We don’t really have the brooding-recluse authors anymore because modern content publishing discourages it. The job—and those consuming the work—demand more. Bringing the job of a maker into the future has created an environment where it feels like the artistic content isn’t self-contained. Even after an author writes a book, that book now comes with an endless stream of response from fans, which, at some point, the author will invariably respond to—did they mean for a certain theme to emerge in the work? Was a character supposed to come off this way, which a certain portion of the internet has decided she has? Just look at the revisions J.K. Rowling has made to Dumbledore’s sexuality, post-Harry Potter, and the further criticism that has arisen because the new films have chosen not to include it. These additions give people reasons to consume the work and reasons to revile it.

Suddenly, the work has become a conversation, a back-and-forth, and consuming art as separate from the conversation becomes difficult, if not impossible. We all know the pitfalls, but more often than not, it’s the consumers asking for this dynamic. And the more we ask of the creators, more than ever they feel obliged to answer.

On its surface, this more-more-more attitude towards art seems like a small problem. There’s always going to be the idea of “well, if you can’t handle it, get another job; you chose this.” But when do the expectations of employment end? This new availability exposes creators to harassment, trolling, and other kinds of derision no one should be expected to endure. Certainly, creators don’t owe anyone the opportunity to harass them, but we’ve all been on the internet. We know how this goes.

And we know what happens when a community comes up with unwritten social rules, like the ones that now state that artists need to be public figures: they get enforced inconsistently and usually along lines of privilege. That brooding recluse actor we know nothing about, save for his performances on screen? It’s only men who are allowed to be private and mysterious. The female stars need to appear like they’re going to welcome every viewer into their lives (and often, their bedroom), on and off-screen, until we decide we no longer care to think of them as objects of our amusement.

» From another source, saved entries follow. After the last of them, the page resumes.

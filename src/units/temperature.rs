use serde::{Deserialize, Serialize};

use super::UnitScale;

/// 온도 단위를 정의한다. 내부 기준은 켈빈이다.
#[derive(Debug, Clone, Copy, PartialEq, Eq, Serialize, Deserialize)]
pub enum TemperatureUnit {
    Kelvin,
    Celsius,
    Fahrenheit,
    Rankine,
}

impl TemperatureUnit {
    /// 켈빈 기준 온도차를 이 단위의 온도차로 바꾼다. 기준점 없이 배율만 고려한다.
    pub fn difference_from_kelvin(self, delta_k: f64) -> f64 {
        match self {
            TemperatureUnit::Kelvin | TemperatureUnit::Celsius => delta_k,
            TemperatureUnit::Fahrenheit | TemperatureUnit::Rankine => delta_k * 9.0 / 5.0,
        }
    }

    /// 온도차 출력용 단위 기호.
    pub fn difference_symbol(self) -> &'static str {
        match self {
            TemperatureUnit::Kelvin => "K",
            TemperatureUnit::Celsius => "Δ°C",
            TemperatureUnit::Fahrenheit => "Δ°F",
            TemperatureUnit::Rankine => "°R",
        }
    }
}

impl UnitScale for TemperatureUnit {
    fn from_symbol(symbol: &str) -> Option<Self> {
        // 절대 온도만 받는다. delta_degC 같은 온도차 기호는 거부한다
        match symbol {
            "k" | "kelvin" => Some(TemperatureUnit::Kelvin),
            "c" | "degc" | "°c" | "celsius" => Some(TemperatureUnit::Celsius),
            "f" | "degf" | "°f" | "fahrenheit" => Some(TemperatureUnit::Fahrenheit),
            "r" | "degr" | "°r" | "rankine" => Some(TemperatureUnit::Rankine),
            _ => None,
        }
    }

    fn symbol(self) -> &'static str {
        match self {
            TemperatureUnit::Kelvin => "K",
            TemperatureUnit::Celsius => "°C",
            TemperatureUnit::Fahrenheit => "°F",
            TemperatureUnit::Rankine => "°R",
        }
    }

    fn to_base(self, value: f64) -> f64 {
        match self {
            TemperatureUnit::Kelvin => value,
            TemperatureUnit::Celsius => value + 273.15,
            TemperatureUnit::Fahrenheit => (value + 459.67) * 5.0 / 9.0,
            TemperatureUnit::Rankine => value * 5.0 / 9.0,
        }
    }

    fn from_base(self, value_k: f64) -> f64 {
        match self {
            TemperatureUnit::Kelvin => value_k,
            TemperatureUnit::Celsius => value_k - 273.15,
            TemperatureUnit::Fahrenheit => value_k * 9.0 / 5.0 - 459.67,
            TemperatureUnit::Rankine => value_k * 9.0 / 5.0,
        }
    }
}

We demand more exposure and access from female artists, and the same goes for people of color and LGBTQ folks; the luxury of being able to put forth only the work isn’t afforded to these groups. There’s an idea that if a creator has an identity that is underrepresented, they have to be ambassadors; if they’re working, they need to give the public everything, because they need to continue earning that privilege to work. It’s also not a coincidence that marginalized creators are the people most likely to be met with hostility in public spaces, even as we demand more and more that they place themselves there.

This dichotomy is not just frustrating, it’s dangerous. Mentally, physically, and emotionally, for creators, which brings us to the point: the work should be enough. Just because “fans” (if they can be called that, in certain vitriolic instances *ahem* Star Wars *ahem*) have access to the art does not mean they get to consume the creator as well. All of this public-facing behavior that’s built into the content cycle should be considered ancillary to the work, and on the artist’s terms. We are lucky to have it—it’s a privilege, not a right. As consumers, giving creators the choice to walk away after they’ve decided they’ve said all they’re going to say is the only way we’re going to keep immensely valuable but less privileged creators in our artistic spaces.

As humans, we deserve the art that they make. As consumers, we need to work to be worthy of it, and shifting our expectations is a good way to start.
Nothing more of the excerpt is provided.